+++ Record excerpts

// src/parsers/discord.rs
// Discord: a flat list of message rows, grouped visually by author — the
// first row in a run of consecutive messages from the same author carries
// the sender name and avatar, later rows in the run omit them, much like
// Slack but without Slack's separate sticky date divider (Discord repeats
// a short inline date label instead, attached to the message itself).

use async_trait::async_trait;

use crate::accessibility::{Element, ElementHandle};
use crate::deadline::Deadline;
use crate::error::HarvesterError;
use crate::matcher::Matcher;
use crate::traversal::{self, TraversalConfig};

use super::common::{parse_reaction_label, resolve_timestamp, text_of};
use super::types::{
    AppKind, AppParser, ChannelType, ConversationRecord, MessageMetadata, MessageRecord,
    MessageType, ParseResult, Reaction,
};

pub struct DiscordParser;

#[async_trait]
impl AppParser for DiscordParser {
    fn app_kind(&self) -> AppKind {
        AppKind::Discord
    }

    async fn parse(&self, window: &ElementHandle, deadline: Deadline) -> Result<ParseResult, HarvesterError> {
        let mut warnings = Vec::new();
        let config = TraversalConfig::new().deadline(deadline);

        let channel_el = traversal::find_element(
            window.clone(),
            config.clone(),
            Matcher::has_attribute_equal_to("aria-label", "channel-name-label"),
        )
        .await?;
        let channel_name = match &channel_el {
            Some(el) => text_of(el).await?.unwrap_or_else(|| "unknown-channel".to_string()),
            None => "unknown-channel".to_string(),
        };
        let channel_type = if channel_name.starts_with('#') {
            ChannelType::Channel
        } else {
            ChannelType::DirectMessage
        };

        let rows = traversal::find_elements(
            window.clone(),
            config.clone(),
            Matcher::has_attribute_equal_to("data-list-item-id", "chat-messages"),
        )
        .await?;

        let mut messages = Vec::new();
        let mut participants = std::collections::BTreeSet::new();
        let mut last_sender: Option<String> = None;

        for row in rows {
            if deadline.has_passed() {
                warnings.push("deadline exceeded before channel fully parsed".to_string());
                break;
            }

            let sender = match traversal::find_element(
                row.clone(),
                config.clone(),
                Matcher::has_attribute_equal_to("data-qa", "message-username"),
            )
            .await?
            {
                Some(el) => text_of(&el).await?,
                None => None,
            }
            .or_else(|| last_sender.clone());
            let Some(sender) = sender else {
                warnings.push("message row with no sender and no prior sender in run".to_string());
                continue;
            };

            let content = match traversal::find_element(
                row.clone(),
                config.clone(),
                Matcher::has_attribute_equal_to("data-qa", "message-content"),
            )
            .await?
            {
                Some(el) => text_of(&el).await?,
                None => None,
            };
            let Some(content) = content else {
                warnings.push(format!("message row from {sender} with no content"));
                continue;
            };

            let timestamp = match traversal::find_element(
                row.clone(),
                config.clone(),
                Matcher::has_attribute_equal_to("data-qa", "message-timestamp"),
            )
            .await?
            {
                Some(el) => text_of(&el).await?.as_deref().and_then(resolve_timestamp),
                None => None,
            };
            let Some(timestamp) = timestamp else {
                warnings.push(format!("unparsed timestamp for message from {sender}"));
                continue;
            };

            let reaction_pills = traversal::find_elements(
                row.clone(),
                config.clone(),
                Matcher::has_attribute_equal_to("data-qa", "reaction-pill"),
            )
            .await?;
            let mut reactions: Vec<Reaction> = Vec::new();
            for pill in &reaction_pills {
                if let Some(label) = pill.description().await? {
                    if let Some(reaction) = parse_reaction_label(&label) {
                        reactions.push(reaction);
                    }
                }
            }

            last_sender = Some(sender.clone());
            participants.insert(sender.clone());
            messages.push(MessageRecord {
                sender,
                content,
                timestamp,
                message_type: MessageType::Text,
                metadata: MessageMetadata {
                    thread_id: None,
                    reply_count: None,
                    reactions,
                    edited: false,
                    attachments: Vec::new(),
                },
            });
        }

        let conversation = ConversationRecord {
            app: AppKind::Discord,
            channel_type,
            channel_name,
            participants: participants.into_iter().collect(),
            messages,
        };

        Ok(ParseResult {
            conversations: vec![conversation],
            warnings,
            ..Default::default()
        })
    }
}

++++++
+++ Record excerpts

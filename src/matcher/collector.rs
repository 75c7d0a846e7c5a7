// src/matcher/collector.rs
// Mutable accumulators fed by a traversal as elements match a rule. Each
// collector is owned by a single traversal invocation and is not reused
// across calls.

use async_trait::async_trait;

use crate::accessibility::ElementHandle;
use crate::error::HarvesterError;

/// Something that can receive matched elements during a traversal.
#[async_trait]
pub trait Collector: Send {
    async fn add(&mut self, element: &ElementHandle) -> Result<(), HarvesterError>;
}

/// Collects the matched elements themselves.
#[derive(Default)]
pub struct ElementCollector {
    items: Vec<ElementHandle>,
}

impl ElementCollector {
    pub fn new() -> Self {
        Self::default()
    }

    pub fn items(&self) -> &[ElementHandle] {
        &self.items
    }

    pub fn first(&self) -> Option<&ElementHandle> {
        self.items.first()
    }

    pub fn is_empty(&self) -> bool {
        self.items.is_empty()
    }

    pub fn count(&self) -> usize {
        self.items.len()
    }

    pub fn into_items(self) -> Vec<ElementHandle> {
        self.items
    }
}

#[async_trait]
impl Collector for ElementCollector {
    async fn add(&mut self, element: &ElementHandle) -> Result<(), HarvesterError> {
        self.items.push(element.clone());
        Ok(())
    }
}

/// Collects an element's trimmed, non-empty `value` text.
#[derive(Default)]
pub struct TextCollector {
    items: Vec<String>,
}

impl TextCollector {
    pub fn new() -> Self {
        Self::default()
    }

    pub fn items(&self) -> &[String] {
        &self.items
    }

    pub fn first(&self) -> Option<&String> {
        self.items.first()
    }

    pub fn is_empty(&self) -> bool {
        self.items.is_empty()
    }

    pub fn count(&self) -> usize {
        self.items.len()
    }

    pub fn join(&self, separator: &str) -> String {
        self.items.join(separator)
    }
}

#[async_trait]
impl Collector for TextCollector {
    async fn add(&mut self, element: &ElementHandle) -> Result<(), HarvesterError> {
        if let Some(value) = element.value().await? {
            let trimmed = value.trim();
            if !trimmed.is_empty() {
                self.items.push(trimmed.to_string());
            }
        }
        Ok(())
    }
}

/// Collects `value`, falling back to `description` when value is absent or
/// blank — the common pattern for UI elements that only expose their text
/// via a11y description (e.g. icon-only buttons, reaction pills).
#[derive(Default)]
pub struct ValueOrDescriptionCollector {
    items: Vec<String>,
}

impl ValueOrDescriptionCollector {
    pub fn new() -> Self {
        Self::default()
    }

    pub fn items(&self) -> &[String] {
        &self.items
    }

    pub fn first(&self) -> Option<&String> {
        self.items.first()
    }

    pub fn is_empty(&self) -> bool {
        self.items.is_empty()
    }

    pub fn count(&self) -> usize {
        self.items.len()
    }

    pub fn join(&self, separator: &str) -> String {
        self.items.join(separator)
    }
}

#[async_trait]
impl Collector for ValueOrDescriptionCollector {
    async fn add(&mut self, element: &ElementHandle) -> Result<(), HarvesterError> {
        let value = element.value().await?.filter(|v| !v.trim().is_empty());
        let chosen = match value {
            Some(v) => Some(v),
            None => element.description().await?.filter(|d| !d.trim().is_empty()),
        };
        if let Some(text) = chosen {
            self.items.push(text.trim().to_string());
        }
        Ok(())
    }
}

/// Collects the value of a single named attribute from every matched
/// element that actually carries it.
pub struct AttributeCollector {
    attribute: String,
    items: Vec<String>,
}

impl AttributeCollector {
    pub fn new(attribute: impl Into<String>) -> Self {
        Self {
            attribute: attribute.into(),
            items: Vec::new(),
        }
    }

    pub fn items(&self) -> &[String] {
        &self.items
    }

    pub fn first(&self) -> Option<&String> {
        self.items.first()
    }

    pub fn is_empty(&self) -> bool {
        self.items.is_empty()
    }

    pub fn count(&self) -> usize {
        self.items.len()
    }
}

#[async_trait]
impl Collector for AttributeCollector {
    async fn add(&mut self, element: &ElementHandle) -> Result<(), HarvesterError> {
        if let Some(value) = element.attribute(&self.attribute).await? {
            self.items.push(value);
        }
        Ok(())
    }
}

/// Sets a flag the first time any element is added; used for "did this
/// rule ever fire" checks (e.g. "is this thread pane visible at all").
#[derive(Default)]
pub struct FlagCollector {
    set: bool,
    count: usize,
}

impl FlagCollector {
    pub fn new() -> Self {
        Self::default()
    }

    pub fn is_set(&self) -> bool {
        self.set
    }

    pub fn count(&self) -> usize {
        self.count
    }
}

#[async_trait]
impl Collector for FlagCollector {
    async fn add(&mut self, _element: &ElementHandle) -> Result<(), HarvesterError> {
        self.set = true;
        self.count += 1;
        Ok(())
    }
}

++++++
+++ Record excerpts

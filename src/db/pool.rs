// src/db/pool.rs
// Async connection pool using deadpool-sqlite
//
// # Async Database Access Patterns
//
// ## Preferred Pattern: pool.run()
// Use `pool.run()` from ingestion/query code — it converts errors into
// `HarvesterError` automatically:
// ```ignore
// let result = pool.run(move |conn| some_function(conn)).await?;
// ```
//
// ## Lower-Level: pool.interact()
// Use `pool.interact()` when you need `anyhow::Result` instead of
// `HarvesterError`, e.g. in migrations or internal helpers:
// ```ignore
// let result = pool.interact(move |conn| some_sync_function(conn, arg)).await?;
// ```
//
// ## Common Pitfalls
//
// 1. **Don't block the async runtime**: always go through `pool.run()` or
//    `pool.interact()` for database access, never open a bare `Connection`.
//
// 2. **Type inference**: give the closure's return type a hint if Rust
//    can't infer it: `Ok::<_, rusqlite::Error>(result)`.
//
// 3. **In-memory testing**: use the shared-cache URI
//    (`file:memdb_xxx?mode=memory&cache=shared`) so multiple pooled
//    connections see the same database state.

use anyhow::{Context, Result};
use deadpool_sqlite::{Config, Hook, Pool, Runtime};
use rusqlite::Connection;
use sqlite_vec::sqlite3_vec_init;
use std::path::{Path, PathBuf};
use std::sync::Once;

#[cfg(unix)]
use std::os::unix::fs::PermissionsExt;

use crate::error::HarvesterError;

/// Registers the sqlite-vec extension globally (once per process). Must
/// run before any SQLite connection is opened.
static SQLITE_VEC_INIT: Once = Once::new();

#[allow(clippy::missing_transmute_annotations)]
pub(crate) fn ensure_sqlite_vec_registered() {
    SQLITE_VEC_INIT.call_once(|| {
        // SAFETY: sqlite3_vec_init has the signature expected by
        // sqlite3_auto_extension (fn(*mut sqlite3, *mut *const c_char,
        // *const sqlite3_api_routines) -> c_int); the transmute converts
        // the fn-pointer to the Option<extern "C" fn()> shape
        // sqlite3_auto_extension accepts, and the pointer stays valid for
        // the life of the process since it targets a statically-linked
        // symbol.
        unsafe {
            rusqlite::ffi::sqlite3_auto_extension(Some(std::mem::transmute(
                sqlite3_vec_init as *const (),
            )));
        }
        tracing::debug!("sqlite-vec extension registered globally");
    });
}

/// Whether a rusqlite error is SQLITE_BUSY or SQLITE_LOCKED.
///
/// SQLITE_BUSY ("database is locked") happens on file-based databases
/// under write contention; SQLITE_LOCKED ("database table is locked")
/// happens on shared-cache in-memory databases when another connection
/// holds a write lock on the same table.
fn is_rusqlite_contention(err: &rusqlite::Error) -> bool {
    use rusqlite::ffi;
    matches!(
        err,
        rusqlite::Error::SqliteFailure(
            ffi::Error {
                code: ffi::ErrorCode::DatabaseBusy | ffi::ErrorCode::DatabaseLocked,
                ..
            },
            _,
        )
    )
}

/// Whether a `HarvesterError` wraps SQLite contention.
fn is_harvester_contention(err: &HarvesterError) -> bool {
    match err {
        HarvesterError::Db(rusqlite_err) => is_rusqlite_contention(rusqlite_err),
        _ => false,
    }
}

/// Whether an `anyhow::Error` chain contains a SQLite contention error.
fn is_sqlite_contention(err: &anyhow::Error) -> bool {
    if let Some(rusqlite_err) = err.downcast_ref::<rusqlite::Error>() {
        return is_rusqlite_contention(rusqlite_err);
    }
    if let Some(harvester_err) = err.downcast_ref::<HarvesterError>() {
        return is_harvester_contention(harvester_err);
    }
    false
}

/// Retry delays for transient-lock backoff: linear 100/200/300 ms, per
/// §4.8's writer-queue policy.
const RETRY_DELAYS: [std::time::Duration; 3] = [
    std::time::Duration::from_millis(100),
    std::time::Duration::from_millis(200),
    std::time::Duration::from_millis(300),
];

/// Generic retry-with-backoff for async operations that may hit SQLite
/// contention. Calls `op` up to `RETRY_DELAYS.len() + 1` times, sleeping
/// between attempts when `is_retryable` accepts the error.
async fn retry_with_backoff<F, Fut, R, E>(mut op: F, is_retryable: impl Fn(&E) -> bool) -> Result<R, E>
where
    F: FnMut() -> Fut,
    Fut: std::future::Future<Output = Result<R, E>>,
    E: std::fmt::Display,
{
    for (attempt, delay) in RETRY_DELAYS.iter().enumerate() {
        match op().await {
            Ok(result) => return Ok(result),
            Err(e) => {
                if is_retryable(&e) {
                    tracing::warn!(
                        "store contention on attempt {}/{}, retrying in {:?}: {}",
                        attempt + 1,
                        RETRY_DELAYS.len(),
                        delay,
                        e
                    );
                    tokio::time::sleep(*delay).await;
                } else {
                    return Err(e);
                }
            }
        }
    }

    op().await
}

++++++

◆ Task goal ◆
Considering the entries above, how many lines contain "ConversationRecord"? Give that number with nothing else.

◆ Answer box ◆
2